This image of the ring galaxy NGC 660, captured with the Gemini Multi-Object Spectrograph on the Fredrick C. Gillett Gemini North telescope on Mauna Kea in Hawai‘i, was obtained in August of 2012. The optical image, made using g, r, I, and hydrogen alpha filters, were assigned the colors of blue, green, orange and red respectively. The field of view is 9.3x5.6 arcminutes and is oriented 8 degrees clockwise from north at right and east up. The total exposure (integration) time was 1,620 seconds cumulative for all filters.
Color composite produced by Travis Rector, University of Alaska Anchorage. Credit: Gemini Observatory/AURA
These words, which open Shelley’s poem "When the Lamp is Shattered," employ visions of nature to symbolize life in decay and rebirth. It's as if he had somehow foreseen the creation of this new Gemini Legacy image, and penned a caption for it. What Gemini has captured is nothing short of poetry in motion: the colorful and dramatic tale of a life-and-death struggle between two galaxies interacting. All the action appears in a single frame, with the stunning polar-ring galaxy NGC 660 as the focus of attention.
Polar-ring galaxies are peculiar objects. Astronomers have found only a handful of them, so not much is known about their origins. Most have an early-type spiral system, called a lenticular galaxy, as the central showpiece. But NGC 660, which lies about 40 million light-years distant toward the direction of Pisces the Fishes, is the only polar-ring galaxy known with what is called a late-type lenticular galaxy as its host. All, however, display a ring of stars, dust, and gas that extends tens of thousands of light-years across space along an orbit nearly perpendicular to the main disk.

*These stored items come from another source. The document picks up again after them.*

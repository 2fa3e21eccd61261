//! Calibration configuration, loaded from YAML.
//!
//! Every field has a default, so a partial file (or none at all) is valid.

use crate::error::CalibrationError;
use serde::{Deserialize, Serialize};
use std::path::Path;

#[derive(Debug, Clone, PartialEq, Default, Serialize, Deserialize)]
#[serde(default)]
pub struct CalibrationConfig {
    pub intrinsic: IntrinsicConfig,
    pub extrinsic: ExtrinsicConfig,
    pub triangulation: TriangulationConfig,
    pub bundle_adjustment: BundleAdjustmentConfig,
}

#[derive(Debug, Clone, PartialEq, Serialize, Deserialize)]
#[serde(default)]
pub struct IntrinsicConfig {
    /// Minimum in-board corners for a frame to be usable.
    pub min_corners: usize,
    /// Minimum frames left after exclusions.
    pub min_frames: usize,
    /// Horizontal field of view used to seed the focal length.
    pub assumed_fov_deg: f64,
    pub max_iterations: usize,
}

impl Default for IntrinsicConfig {
    fn default() -> Self {
        IntrinsicConfig {
            min_corners: 6,
            min_frames: 3,
            assumed_fov_deg: 60.0,
            max_iterations: 100,
        }
    }
}

#[derive(Debug, Clone, PartialEq, Serialize, Deserialize)]
#[serde(default)]
pub struct ExtrinsicConfig {
    /// Minimum common corner ids for a frame to join a covisibility edge.
    pub min_common_corners: usize,
    /// Minimum corners for single-frame pose estimation.
    pub min_pose_corners: usize,
    /// Minimum covisible frames for a relative pose.
    pub min_edge_frames: usize,
    /// Reference camera name; the first camera when unset.
    pub reference_camera: Option<String>,
    pub max_iterations: usize,
}

impl Default for ExtrinsicConfig {
    fn default() -> Self {
        ExtrinsicConfig {
            min_common_corners: 6,
            min_pose_corners: 6,
            min_edge_frames: 2,
            reference_camera: None,
            max_iterations: 50,
        }
    }
}

#[derive(Debug, Clone, PartialEq, Serialize, Deserialize)]
#[serde(default)]
pub struct TriangulationConfig {
    /// Largest angle between contributing rays must exceed this.
    pub min_parallax_deg: f64,
    /// Ratio of largest to smallest singular value of the DLT system.
    pub max_condition: f64,
}

impl Default for TriangulationConfig {
    fn default() -> Self {
        TriangulationConfig {
            min_parallax_deg: 0.5,
            max_condition: 1e12,
        }
    }
}

#[derive(Debug, Clone, Copy, PartialEq, Eq, Default, Serialize, Deserialize)]
#[serde(rename_all = "lowercase")]
pub enum LossKind {
    #[default]
    None,
    Huber,
    Cauchy,
}

impl std::str::FromStr for LossKind {
    type Err = CalibrationError;

    fn from_str(s: &str) -> Result<Self, Self::Err> {
        match s.to_ascii_lowercase().as_str() {
            "none" | "linear" => Ok(LossKind::None),
            "huber" => Ok(LossKind::Huber),
            "cauchy" => Ok(LossKind::Cauchy),
            other => Err(CalibrationError::MalformedInput(format!(
                "unknown loss '{other}', expected none, huber or cauchy"
            ))),
        }
    }
}

#[derive(Debug, Clone, PartialEq, Serialize, Deserialize)]
#[serde(default)]
pub struct BundleAdjustmentConfig {
    pub max_iterations: usize,
    pub cost_tolerance: f64,
    pub parameter_tolerance: f64,
    pub gradient_tolerance: f64,
    pub loss: LossKind,
    pub loss_scale: f64,
    pub optimize_extrinsics: bool,
    pub optimize_points: bool,
    pub optimize_intrinsics: bool,
    /// Observations with an initial residual norm above this (pixels) are
    /// dropped. `0` disables the filter.
    pub outlier_threshold: f64,
    /// Camera whose pose is held fixed.
    pub reference_camera: usize,
    pub exclude_frames: Vec<u32>,
}

impl Default for BundleAdjustmentConfig {
    fn default() -> Self {
        BundleAdjustmentConfig {
            max_iterations: 100,
            cost_tolerance: 1e-8,
            parameter_tolerance: 1e-8,
            gradient_tolerance: 1e-8,
            loss: LossKind::None,
            loss_scale: 1.0,
            optimize_extrinsics: true,
            optimize_points: true,
            optimize_intrinsics: true,
            outlier_threshold: 0.0,
            reference_camera: 0,
            exclude_frames: Vec::new(),
        }
    }
}

impl BundleAdjustmentConfig {
    pub fn validate(&self) -> Result<(), CalibrationError> {
        if self.max_iterations == 0 {
            return Err(CalibrationError::MalformedInput(
                "bundle adjustment needs at least one iteration".to_string(),
            ));
        }
        for (name, value) in [
            ("cost_tolerance", self.cost_tolerance),
            ("parameter_tolerance", self.parameter_tolerance),
            ("gradient_tolerance", self.gradient_tolerance),
            ("outlier_threshold", self.outlier_threshold),
        ] {
            if !(value.is_finite() && value >= 0.0) {
                return Err(CalibrationError::MalformedInput(format!(
                    "{name} must be a non-negative number, got {value}"
                )));
            }
        }
        if self.loss != LossKind::None && !(self.loss_scale.is_finite() && self.loss_scale > 0.0) {
            return Err(CalibrationError::MalformedInput(format!(
                "loss scale must be positive, got {}",
                self.loss_scale
            )));
        }
        Ok(())
    }
}

impl CalibrationConfig {
    pub fn load_from_yaml(path: impl AsRef<Path>) -> Result<Self, CalibrationError> {
        let contents = std::fs::read_to_string(path)?;
        let config: CalibrationConfig = serde_yaml::from_str(&contents)?;
        config.validate()?;
        Ok(config)
    }

    pub fn save_to_yaml(&self, path: impl AsRef<Path>) -> Result<(), CalibrationError> {
        let yaml = serde_yaml::to_string(self)?;
        std::fs::write(path, yaml)?;
        Ok(())
    }

    pub fn validate(&self) -> Result<(), CalibrationError> {
        let intrinsic = &self.intrinsic;
        if intrinsic.min_corners < 4 {
            return Err(CalibrationError::MalformedInput(format!(
                "intrinsic.min_corners must be at least 4, got {}",
                intrinsic.min_corners
            )));
        }
        if intrinsic.min_frames == 0 || intrinsic.max_iterations == 0 {
            return Err(CalibrationError::MalformedInput(
                "intrinsic.min_frames and intrinsic.max_iterations must be positive".to_string(),
            ));
        }
        if !(intrinsic.assumed_fov_deg > 0.0 && intrinsic.assumed_fov_deg < 180.0) {
            return Err(CalibrationError::MalformedInput(format!(
                "intrinsic.assumed_fov_deg must be in (0, 180), got {}",
                intrinsic.assumed_fov_deg
            )));
        }
        let extrinsic = &self.extrinsic;
        if extrinsic.min_pose_corners < 4 || extrinsic.min_common_corners == 0 {
            return Err(CalibrationError::MalformedInput(
                "extrinsic.min_pose_corners must be at least 4 and min_common_corners positive"
                    .to_string(),
            ));
        }
        if extrinsic.min_edge_frames == 0 || extrinsic.max_iterations == 0 {
            return Err(CalibrationError::MalformedInput(
                "extrinsic.min_edge_frames and extrinsic.max_iterations must be positive"
                    .to_string(),
            ));
        }
        if !(self.triangulation.min_parallax_deg >= 0.0 && self.triangulation.max_condition > 1.0) {
            return Err(CalibrationError::MalformedInput(
                "triangulation thresholds out of range".to_string(),
            ));
        }
        self.bundle_adjustment.validate()
    }
}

Models of how polar-ring galaxies form offer two general formation scenarios: 1) a piercing merger between two galaxies aligned roughly at right angles, or 2) when the host galaxy tidally strips material from a passing gas-rich spiral and strews it into a ring.
What you see in this new Gemini Legacy image, then, is not a single dynamic body but either the “bloody” aftermath of one galaxy piercing the heart of another or the remains of a furious tidal struggle between two galaxies that shattered one galaxy’s "lamp," scattered its dust and gas, and formed a colorful, 40,000-light-year-long ring of visual glory.
Born of Violence
Brian Svoboda of the University of Arizona, who recently studied the chemical and temperature environment of NGC 660, believes that unique morphology arises from a previous interaction with a gas-rich galaxy. The geometry of NGC 660 –– an enormous edge-on polar ring (some 40,000 light-years across) –– contains more gas (and associated star formation) than its host, which strongly suggests a violent formation. "One of the main characteristics of NGC 660 is that the ring is not truly polar, but is inclined ~45 degrees from the plane of the disk,” Svoboda points out. “The simulations for the piercing mergers cannot reproduce these low inclination polar rings; however, the tidal accretion scenario can."

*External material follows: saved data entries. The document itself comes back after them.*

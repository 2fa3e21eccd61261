//! Planar ChArUco-style target description.

use crate::detection::Detection;
use crate::error::CalibrationError;
use log::debug;
use nalgebra::{Vector2, Vector3};
use serde::{Deserialize, Serialize};
use std::path::Path;

/// Immutable board geometry.
///
/// Corners are the interior intersections of the square grid, numbered
/// row-major starting at the intersection nearest the board origin.
#[derive(Debug, Clone, PartialEq, Serialize, Deserialize)]
pub struct BoardModel {
    /// Number of squares along x.
    pub columns: u32,
    /// Number of squares along y.
    pub rows: u32,
    pub square_length: f64,
    pub marker_length: f64,
    /// Marker dictionary identifier, e.g. `DICT_5X5_1000`.
    pub dictionary: String,
}

impl BoardModel {
    pub fn new(
        columns: u32,
        rows: u32,
        square_length: f64,
        marker_length: f64,
        dictionary: impl Into<String>,
    ) -> Result<Self, CalibrationError> {
        let board = BoardModel {
            columns,
            rows,
            square_length,
            marker_length,
            dictionary: dictionary.into(),
        };
        board.validate()?;
        Ok(board)
    }

    pub fn validate(&self) -> Result<(), CalibrationError> {
        if self.columns < 2 || self.rows < 2 {
            return Err(CalibrationError::MalformedInput(format!(
                "board needs at least 2x2 squares, got {}x{}",
                self.columns, self.rows
            )));
        }
        if !(self.square_length.is_finite() && self.square_length > 0.0) {
            return Err(CalibrationError::MalformedInput(format!(
                "square length must be positive, got {}",
                self.square_length
            )));
        }
        if !(self.marker_length > 0.0 && self.marker_length < self.square_length) {
            return Err(CalibrationError::MalformedInput(format!(
                "marker length must be in (0, {}), got {}",
                self.square_length, self.marker_length
            )));
        }
        Ok(())
    }

    pub fn load_from_yaml(path: impl AsRef<Path>) -> Result<Self, CalibrationError> {
        let contents = std::fs::read_to_string(path)?;
        let board: BoardModel = serde_yaml::from_str(&contents)?;
        board.validate()?;
        Ok(board)
    }

    /// Interior corners per row.
    fn corners_per_row(&self) -> u32 {
        self.columns - 1
    }

    pub fn corner_count(&self) -> u32 {
        (self.columns - 1) * (self.rows - 1)
    }

    pub fn corner_position(&self, id: u32) -> Option<Vector3<f64>> {
        if id >= self.corner_count() {
            return None;
        }
        let col = id % self.corners_per_row();
        let row = id / self.corners_per_row();
        Some(Vector3::new(
            (col + 1) as f64 * self.square_length,
            (row + 1) as f64 * self.square_length,
            0.0,
        ))
    }

    /// Inverse of [`corner_position`](Self::corner_position) in grid units.
    pub fn corner_id(&self, col: u32, row: u32) -> Option<u32> {
        if col >= self.corners_per_row() || row >= self.rows - 1 {
            return None;
        }
        Some(row * self.corners_per_row() + col)
    }

    /// Board points and observed pixels for every in-board corner of `detection`.
    pub fn object_points(&self, detection: &Detection) -> (Vec<Vector3<f64>>, Vec<Vector2<f64>>) {
        let mut points3d = Vec::with_capacity(detection.len());
        let mut points2d = Vec::with_capacity(detection.len());
        for corner in detection.corners() {
            match self.corner_position(corner.id) {
                Some(position) => {
                    points3d.push(position);
                    points2d.push(corner.pixel);
                }
                None => debug!("Skipping corner id {} outside the board", corner.id),
            }
        }
        (points3d, points2d)
    }

    /// Number of corners of `detection` that lie on this board.
    pub fn count_on_board(&self, detection: &Detection) -> usize {
        detection
            .corners()
            .iter()
            .filter(|c| c.id < self.corner_count())
            .count()
    }
}

#[cfg(test)]
mod tests {
    use super::*;
    use crate::detection::CornerObservation;
    use approx::assert_relative_eq;
    use std::collections::HashSet;

    #[test]
    fn test_corner_mapping_is_bijection() {
        for (columns, rows) in [(2, 2), (5, 7), (11, 8)] {
            let board = BoardModel::new(columns, rows, 0.04, 0.03, "DICT_5X5_1000").unwrap();
            assert_eq!(board.corner_count(), (columns - 1) * (rows - 1));

            let mut seen = HashSet::new();
            for id in 0..board.corner_count() {
                let p = board.corner_position(id).unwrap();
                assert_eq!(p.z, 0.0);
                let col = (p.x / board.square_length).round() as u32 - 1;
                let row = (p.y / board.square_length).round() as u32 - 1;
                assert_eq!(board.corner_id(col, row), Some(id));
                assert!(seen.insert((col, row)));
                // deterministic
                assert_eq!(board.corner_position(id), Some(p));
            }
            assert_eq!(seen.len() as u32, board.corner_count());
            assert!(board.corner_position(board.corner_count()).is_none());
            assert!(board.corner_id(columns - 1, 0).is_none());
        }
    }

    #[test]
    fn test_corner_position_row_major() {
        let board = BoardModel::new(5, 4, 0.1, 0.07, "DICT_4X4_50").unwrap();
        assert_relative_eq!(board.corner_position(0).unwrap(), Vector3::new(0.1, 0.1, 0.0));
        assert_relative_eq!(board.corner_position(3).unwrap(), Vector3::new(0.4, 0.1, 0.0));
        assert_relative_eq!(board.corner_position(4).unwrap(), Vector3::new(0.1, 0.2, 0.0));
    }

    #[test]
    fn test_load_sample_board() {
        let board = BoardModel::load_from_yaml("samples/board.yaml").unwrap();
        assert_eq!(board, BoardModel::new(9, 7, 0.05, 0.037, "DICT_5X5_100").unwrap());
        assert_eq!(board.corner_count(), 48);
    }

    #[test]
    fn test_board_validation() {
        assert!(BoardModel::new(1, 5, 0.1, 0.05, "d").is_err());
        assert!(BoardModel::new(5, 5, 0.0, 0.05, "d").is_err());
        assert!(BoardModel::new(5, 5, 0.1, 0.1, "d").is_err());
        assert!(BoardModel::new(5, 5, 0.1, -0.01, "d").is_err());
    }

    #[test]
    fn test_object_points_skips_unknown_ids() {
        let board = BoardModel::new(3, 3, 1.0, 0.5, "d").unwrap();
        let detection = Detection::new(vec![
            CornerObservation::new(0, 10.0, 20.0),
            CornerObservation::new(3, 30.0, 40.0),
            CornerObservation::new(99, 50.0, 60.0),
        ])
        .unwrap();
        let (p3, p2) = board.object_points(&detection);
        assert_eq!(p3.len(), 2);
        assert_eq!(p2[1], Vector2::new(30.0, 40.0));
        assert_eq!(board.count_on_board(&detection), 2);
    }
}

NGC 660’s polar ring resolves into hundreds of objects, a considerable part of which are blue and red supergiant stars. The youngest detected stars in the ring formed only about 7 million years ago, indicating a long, ongoing process.
"Gemini's incredible definition of the active star forming regions strewn through the polar ring in NGC 660, juxtaposed against the exquisite crossing dust lanes, is simply beautiful. It really is the most incredible picture I've seen of the galaxy," Svoboda exclaims. "None of the other images I've seen, including those from the Hubble Space Telescope, show the star forming regions with such clarity."
Weighing the Evidence
If NGC represents a merging of two galaxies, astronomer would expect to find a collapsed core and a burst of star formation, which they do see. But the monkey wrench is the uniquely high gas content of both NGC 660’s disk component and its polar ring.
"A tidal accretion event will place gas in the polar ring without strongly interacting with the original gas rich host," Svoboda explains. "Tidal interaction is consistent with an influx of gas into the nuclear region creating the starburst that we observe now." Further evidence, he says, is NGC 660's lack of a double nucleus (i.e. two super-massive black holes), which one would expect from a merger.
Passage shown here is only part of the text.